Nor have identity issues gone away. Commenting on the new Audible release, this source argues: "Yellow Face is as timely as ever, wrestling with issues of cultural appropriation, complicity, and artistic freedom."
I particularly liked the way the play doesn't offer black-and-white pronouncements (beyond castigating the tendency to automatically suspect all people of a certain ethnicity of involvement in things they have no control over -- but that's the kind of categoric judgement I can get behind).
Asian American Literature Fans again: "[Hwang] doesn't offer a simple answer to the question of race-specific or 'color-blind' casting, but he does try to broaden the question to consider what it means to identify as of a particular race or to cross-identify (to identify with a race that is not your own, in terms of cultural activities or political activities)."

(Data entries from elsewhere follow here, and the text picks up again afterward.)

//! Size-capped log file for the tracing subscriber.
//!
//! The interactive session owns the terminal, so log events go to
//! `<data_dir>/modstash.log` instead. Once that file grows past the cap it is
//! renamed to `modstash.log.<millis>` and a fresh one is started; only the
//! newest few renamed files are kept.

use std::fs::{self, File, OpenOptions};
use std::io::{self, Write};
use std::path::{Path, PathBuf};
use std::sync::{Mutex, MutexGuard};
use tracing_subscriber::fmt::MakeWriter;

const DEFAULT_CAP_BYTES: u64 = 10 * 1024 * 1024;
const KEPT_ARCHIVES: usize = 3;

/// Log sink shared by every thread of the process.
///
/// ```rust
/// use modstash::observability::FileWriter;
///
/// let log = FileWriter::new(std::env::temp_dir().join("modstash-doc.log"));
/// log.write_bytes(b"hello\n")?;
/// # Ok::<(), std::io::Error>(())
/// ```
pub struct FileWriter {
    path: PathBuf,
    cap_bytes: u64,
    /// Opened on first write and dropped on rotation.
    handle: Mutex<Option<File>>,
}

impl FileWriter {
    #[must_use]
    pub const fn new(path: PathBuf) -> Self {
        Self::with_limit(path, DEFAULT_CAP_BYTES)
    }

    /// Rotates once the file exceeds `cap_bytes`.
    #[must_use]
    pub const fn with_limit(path: PathBuf, cap_bytes: u64) -> Self {
        Self {
            path,
            cap_bytes,
            handle: Mutex::new(None),
        }
    }

    #[must_use]
    pub fn path(&self) -> &Path {
        &self.path
    }

    /// Appends `buf` and flushes, rotating first if the file is over the cap.
    ///
    /// # Errors
    ///
    /// Returns the underlying I/O error, or [`io::ErrorKind::Other`] if a
    /// thread panicked while writing.
    pub fn write_bytes(&self, buf: &[u8]) -> io::Result<()> {
        let mut handle = self.lock()?;

        if self.over_cap() {
            *handle = None;
            self.archive_current()?;
        }

        let file = match handle.take() {
            Some(file) => file,
            None => OpenOptions::new().create(true).append(true).open(&self.path)?,
        };
        let file = handle.insert(file);
        file.write_all(buf)?;
        file.flush()
    }

    fn lock(&self) -> io::Result<MutexGuard<'_, Option<File>>> {
        self.handle
            .lock()
            .map_err(|_| io::Error::new(io::ErrorKind::Other, "log writer lock poisoned"))
    }

    fn over_cap(&self) -> bool {
        fs::metadata(&self.path).is_ok_and(|m| m.len() > self.cap_bytes)
    }

    fn base_name(&self) -> io::Result<&str> {
        self.path
            .file_name()
            .and_then(|name| name.to_str())
            .ok_or_else(|| io::Error::new(io::ErrorKind::InvalidInput, "log path has no file name"))
    }

    fn archive_current(&self) -> io::Result<()> {
        let stamp = chrono::Utc::now().timestamp_millis();
        let archive = self.path.with_file_name(format!("{}.{stamp}", self.base_name()?));
        if self.path.exists() {
            fs::rename(&self.path, archive)?;
        }
        self.prune_archives()
    }

    /// Deletes all but the newest [`KEPT_ARCHIVES`] archives. Failures to
    /// delete a single archive are ignored.
    fn prune_archives(&self) -> io::Result<()> {
        let Some(dir) = self.path.parent() else {
            return Ok(());
        };
        let prefix = format!("{}.", self.base_name()?);

        let mut archives: Vec<PathBuf> = fs::read_dir(dir)?
            .filter_map(|entry| entry.ok().map(|e| e.path()))
            .filter(|p| {
                p.file_name()
                    .and_then(|n| n.to_str())
                    .is_some_and(|n| n.starts_with(&prefix))
            })
            .collect();

        // Equal-width millisecond stamps: lexical order is age order.
        archives.sort_unstable_by(|a, b| b.cmp(a));
        for stale in archives.into_iter().skip(KEPT_ARCHIVES) {
            let _ = fs::remove_file(stale);
        }
        Ok(())
    }
}

impl std::fmt::Debug for FileWriter {
    fn fmt(&self, f: &mut std::fmt::Formatter<'_>) -> std::fmt::Result {
        f.debug_struct("FileWriter")
            .field("path", &self.path)
            .field("cap_bytes", &self.cap_bytes)
            .finish_non_exhaustive()
    }
}

/// What [`MakeWriter`] hands the fmt layer for each event.
#[derive(Debug)]
pub struct FileWriterHandle<'a> {
    sink: &'a FileWriter,
}

impl Write for FileWriterHandle<'_> {
    fn write(&mut self, buf: &[u8]) -> io::Result<usize> {
        self.sink.write_bytes(buf).map(|()| buf.len())
    }

    fn flush(&mut self) -> io::Result<()> {
        Ok(())
    }
}

impl<'a> MakeWriter<'a> for FileWriter {
    type Writer = FileWriterHandle<'a>;

    fn make_writer(&'a self) -> Self::Writer {
        FileWriterHandle { sink: self }
    }
}

#[cfg(test)]
mod tests {
    use super::*;

    fn archive_count(dir: &Path) -> usize {
        fs::read_dir(dir)
            .unwrap()
            .filter_map(Result::ok)
            .filter(|e| e.file_name().to_string_lossy().starts_with("test.log."))
            .count()
    }

    #[test]
    fn appends_through_make_writer() {
        let dir = tempfile::tempdir().unwrap();
        let writer = FileWriter::new(dir.path().join("test.log"));

        writer.make_writer().write_all(b"one\n").unwrap();
        writer.make_writer().write_all(b"two\n").unwrap();

        assert_eq!(fs::read_to_string(writer.path()).unwrap(), "one\ntwo\n");
    }

    #[test]
    fn rotates_past_limit_and_keeps_three_archives() {
        let dir = tempfile::tempdir().unwrap();
        let writer = FileWriter::with_limit(dir.path().join("test.log"), 4);

        for _ in 0..6 {
            writer.write_bytes(b"0123456789").unwrap();
            std::thread::sleep(std::time::Duration::from_millis(2));
        }

        let archives = archive_count(dir.path());
        assert!((1..=KEPT_ARCHIVES).contains(&archives));
        assert_eq!(fs::read_to_string(writer.path()).unwrap(), "0123456789");
    }
}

He invites to really think what we understand by identity. In an interview, he insists that our ethnic identity is not the be-all-and-end-all of who were are. Rather, it's one piece of a complex picture. If, then, you are defining your identity exclusively by your skin colour, then in a way you are replicating the deceptivness and artificiality of "yellow face" -- effectively, you're creating a mask that hides the complexity that is the real you.
Rebecca F. Kuang -- the author of Yellowface, who deliberately didn't expose herself to this play until her book was out, for fear of inadvertently drawing from it -- commented a propos of the original: "It is so clever and hilarious. I love this passage, and I’ll be thinking about this for a long time: 'DHH: Okay. Years ago, I discovered a face -- one I could live better and more fully than anything I’d ever tried. But as the years went by, my face became my mask. And I became just another actor -- running around in yellow face. (Pause) That’s where you came in. To take words like 'Asian' and 'American,' like 'race' and 'nation,' mess them up so bad no one has any idea what they even mean anymore. Cuz that was Dad’s dream: a world where he could be Jimmy Stewart. And a white guy -- can even be an Asian.'"
So this immensely rich little play asks us to confront two pivotal sets of questions: 1. What does it mean to be an "Asian American", and what kind of problems does that label expose you to? And 2. What even is "identity"? To conceptualize this elusive thing as anything other than dynamic, fluid, and peformative is to lock people into straighjackets, and nail a mask to their faces. (Taylor Michelle Wycoff has a great discussion of the different elements that crop up in Hwang's interrogation of identity.)
All up, very clever. To create a piece that stays funny, sharp, and snappy, and yet invites us to really think -- that's an art.